■ **Supplied records**:

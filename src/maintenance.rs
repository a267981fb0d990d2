//! Periodic maintenance and aggregate stats.
//!
//! [`AdmissionController::sweep`] walks every actor window, evicts timestamps
//! that left their window, clears expired blocks and publishes the aggregate
//! counters. [`AdmissionController::stats`] reads the last published snapshot
//! without touching any per-actor lock, so observability endpoints never
//! contend with the request path.

use std::collections::BTreeMap;
use std::time::{Duration, Instant};

use serde::Serialize;
use tokio::sync::watch;
use tokio::task::JoinHandle;
use tokio::time::MissedTickBehavior;
use tracing::debug;

use crate::admission::AdmissionController;
use crate::circuit_breaker_registry::BreakerStateCounts;
use crate::config::AdmissionConfig;
use crate::policy::RateLimitPolicy;
use crate::telemetry::AdmissionEvent;

/// Counters published by the most recent sweep.
#[derive(Debug, Clone, Copy, PartialEq, Eq, Default)]
pub(crate) struct SweepSnapshot {
    pub(crate) swept_at_millis: Option<u64>,
    pub(crate) tracked_actors: usize,
    pub(crate) active_actors: usize,
    pub(crate) blocked_actors: usize,
    pub(crate) total_violations: u64,
    pub(crate) breaker_state_counts: BreakerStateCounts,
}

/// What one sweep did.
#[derive(Debug, Clone, Copy, PartialEq, Eq, Default, Serialize)]
pub struct SweepReport {
    /// Instant of the sweep on the controller's clock.
    pub swept_at_millis: u64,
    /// Actors with a rate-limit window.
    pub tracked_actors: usize,
    /// Actors with an in-window request or an active block.
    pub active_actors: usize,
    /// Actors currently blocked.
    pub blocked_actors: usize,
    /// Timestamps evicted.
    pub evicted_timestamps: usize,
    /// Expired blocks cleared.
    pub cleared_blocks: usize,
    /// Violations recorded across all actors.
    pub total_violations: u64,
    /// Breaker-state histogram.
    pub breaker_state_counts: BreakerStateCounts,
}

/// Read-only snapshot for observability endpoints.
#[derive(Debug, Clone, PartialEq, Eq, Serialize)]
pub struct AdmissionStats {
    /// Instant of the sweep the counters come from; `None` before the first sweep.
    pub swept_at_millis: Option<u64>,
    pub active_actors: usize,
    pub blocked_actors: usize,
    pub tracked_actors: usize,
    pub total_violations: u64,
    pub breaker_state_counts: BreakerStateCounts,
    /// Registered endpoint policies.
    pub per_endpoint_config: BTreeMap<String, RateLimitPolicy>,
    /// Policy for unregistered endpoints.
    pub default_policy: RateLimitPolicy,
}

impl AdmissionController {
    /// Run one maintenance pass now and publish its counters.
    pub fn sweep(&self) -> SweepReport {
        self.sweep_at(self.now_millis())
    }

    /// [`sweep`](Self::sweep) at an explicit instant.
    pub fn sweep_at(&self, now_millis: u64) -> SweepReport {
        let started = Instant::now();
        let limiter = self.inner.limiter.sweep(now_millis);
        let breaker_state_counts = self.inner.breakers.state_counts();

        let report = SweepReport {
            swept_at_millis: now_millis,
            tracked_actors: limiter.tracked_actors,
            active_actors: limiter.active_actors,
            blocked_actors: limiter.blocked_actors,
            evicted_timestamps: limiter.evicted_timestamps,
            cleared_blocks: limiter.cleared_blocks,
            total_violations: limiter.total_violations,
            breaker_state_counts,
        };
        self.inner.last_sweep.store(std::sync::Arc::new(SweepSnapshot {
            swept_at_millis: Some(now_millis),
            tracked_actors: report.tracked_actors,
            active_actors: report.active_actors,
            blocked_actors: report.blocked_actors,
            total_violations: report.total_violations,
            breaker_state_counts,
        }));

        let duration = started.elapsed();
        debug!(
            target: "gatehouse::maintenance",
            tracked = report.tracked_actors,
            active = report.active_actors,
            blocked = report.blocked_actors,
            evicted = report.evicted_timestamps,
            cleared_blocks = report.cleared_blocks,
            ?duration,
            "sweep complete"
        );
        self.emit(AdmissionEvent::Swept {
            evicted_timestamps: report.evicted_timestamps,
            cleared_blocks: report.cleared_blocks,
            duration,
        });
        report
    }

    /// Counters from the last sweep plus the current policy table.
    ///
    /// Nothing sweeps on its own: the actor counters stay at zero, with
    /// `swept_at_millis` unset, until [`sweep`](Self::sweep) is called or a
    /// [`MaintenanceTask`] is running for this controller.
    pub fn stats(&self) -> AdmissionStats {
        let last = self.inner.last_sweep.load();
        AdmissionStats {
            swept_at_millis: last.swept_at_millis,
            active_actors: last.active_actors,
            blocked_actors: last.blocked_actors,
            tracked_actors: last.tracked_actors,
            total_violations: last.total_violations,
            breaker_state_counts: last.breaker_state_counts,
            per_endpoint_config: self.inner.policies.snapshot().into_iter().collect(),
            default_policy: self.inner.policies.default_policy(),
        }
    }
}

/// Background task running [`AdmissionController::sweep`] on a fixed period.
pub struct MaintenanceTask;

impl MaintenanceTask {
    /// Spawn the sweep loop on the current tokio runtime.
    ///
    /// The first sweep happens one `every` after spawning. The loop stops when
    /// the handle is shut down or dropped.
    pub fn spawn(controller: AdmissionController, every: Duration) -> MaintenanceHandle {
        let every = every.max(Duration::from_millis(1));
        let (shutdown, mut stop) = watch::channel(false);
        let join = tokio::spawn(async move {
            let mut ticker = tokio::time::interval(every);
            ticker.set_missed_tick_behavior(MissedTickBehavior::Delay);
            ticker.tick().await;
            loop {
                tokio::select! {
                    _ = ticker.tick() => {
                        controller.sweep();
                    }
                    changed = stop.changed() => {
                        if changed.is_err() || *stop.borrow() {
                            break;
                        }
                    }
                }
            }
            debug!(target: "gatehouse::maintenance", "maintenance task stopped");
        });
        MaintenanceHandle { shutdown, join: Some(join) }
    }

    /// [`spawn`](Self::spawn) with the period from `config.sweep_interval_secs`.
    ///
    /// ```rust
    /// use gatehouse::{AdmissionConfig, AdmissionController, MaintenanceTask};
    ///
    /// # #[tokio::main(flavor = "current_thread")]
    /// # async fn main() {
    /// let config = AdmissionConfig::chat_bot();
    /// let controller = AdmissionController::from_config(&config).unwrap();
    /// let maintenance = MaintenanceTask::spawn_from_config(controller.clone(), &config);
    /// // ... serve requests ...
    /// maintenance.shutdown().await;
    /// # }
    /// ```
    pub fn spawn_from_config(
        controller: AdmissionController,
        config: &AdmissionConfig,
    ) -> MaintenanceHandle {
        Self::spawn(controller, config.sweep_interval())
    }
}

/// Owner of a running [`MaintenanceTask`]. Dropping it aborts the task.
#[derive(Debug)]
pub struct MaintenanceHandle {
    shutdown: watch::Sender<bool>,
    join: Option<JoinHandle<()>>,
}

impl MaintenanceHandle {
    /// Stop the loop and wait for it to exit.
    pub async fn shutdown(mut self) {
        let _ = self.shutdown.send(true);
        if let Some(join) = self.join.take() {
            let _ = join.await;
        }
    }

    /// Whether the loop has exited.
    pub fn is_finished(&self) -> bool {
        self.join.as_ref().map_or(true, JoinHandle::is_finished)
    }
}

impl Drop for MaintenanceHandle {
    fn drop(&mut self) {
        if let Some(join) = self.join.take() {
            join.abort();
        }
    }
}

#[cfg(test)]
mod tests {
    use super::*;
    use crate::clock::ManualClock;

    fn controller(clock: &ManualClock) -> AdmissionController {
        AdmissionController::builder()
            .policy("menu", RateLimitPolicy::new(2, 10, 5).unwrap())
            .clock(clock.clone())
            .build()
    }

    #[test]
    fn stats_before_first_sweep_are_empty() {
        let controller = controller(&ManualClock::new());
        controller.check("u1", "menu");
        let stats = controller.stats();
        assert_eq!(stats.swept_at_millis, None);
        assert_eq!(stats.active_actors, 0);
        assert_eq!(stats.per_endpoint_config.len(), 1);
        assert_eq!(stats.default_policy, RateLimitPolicy::default());
    }

    #[test]
    fn sweep_publishes_counters() {
        let clock = ManualClock::new();
        let controller = controller(&clock);
        for _ in 0..3 {
            controller.check("u1", "menu");
        }
        controller.check("u2", "menu");
        for _ in 0..5 {
            controller.report_outcome("u3", false);
        }

        let report = controller.sweep();
        assert_eq!(report.tracked_actors, 2);
        assert_eq!(report.active_actors, 2);
        assert_eq!(report.blocked_actors, 1);
        assert_eq!(report.total_violations, 1);
        assert_eq!(report.breaker_state_counts, BreakerStateCounts { closed: 2, open: 1, half_open: 0 });

        let stats = controller.stats();
        assert_eq!(stats.swept_at_millis, Some(0));
        assert_eq!(stats.blocked_actors, 1);
        assert_eq!(stats.breaker_state_counts.open, 1);
    }

    #[test]
    fn later_sweep_clears_expired_state() {
        let clock = ManualClock::new();
        let controller = controller(&clock);
        for _ in 0..3 {
            controller.check("u1", "menu");
        }
        clock.advance(Duration::from_secs(10));

        let report = controller.sweep();
        assert_eq!(report.evicted_timestamps, 2);
        assert_eq!(report.cleared_blocks, 1);
        assert_eq!(report.active_actors, 0);
        assert_eq!(controller.stats().total_violations, 1, "violations are never swept");
    }
}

■ **Work order**: Among the entries above, find the line with "aborts the task." and the line with "it to exit."; give again exactly these two lines and all lines between them.

■ **Solution to this problem**:
/// Owner of a running [`MaintenanceTask`]. Dropping it aborts the task.
#[derive(Debug)]
pub struct MaintenanceHandle {
    shutdown: watch::Sender<bool>,
    join: Option<JoinHandle<()>>,
}

impl MaintenanceHandle {
    /// Stop the loop and wait for it to exit.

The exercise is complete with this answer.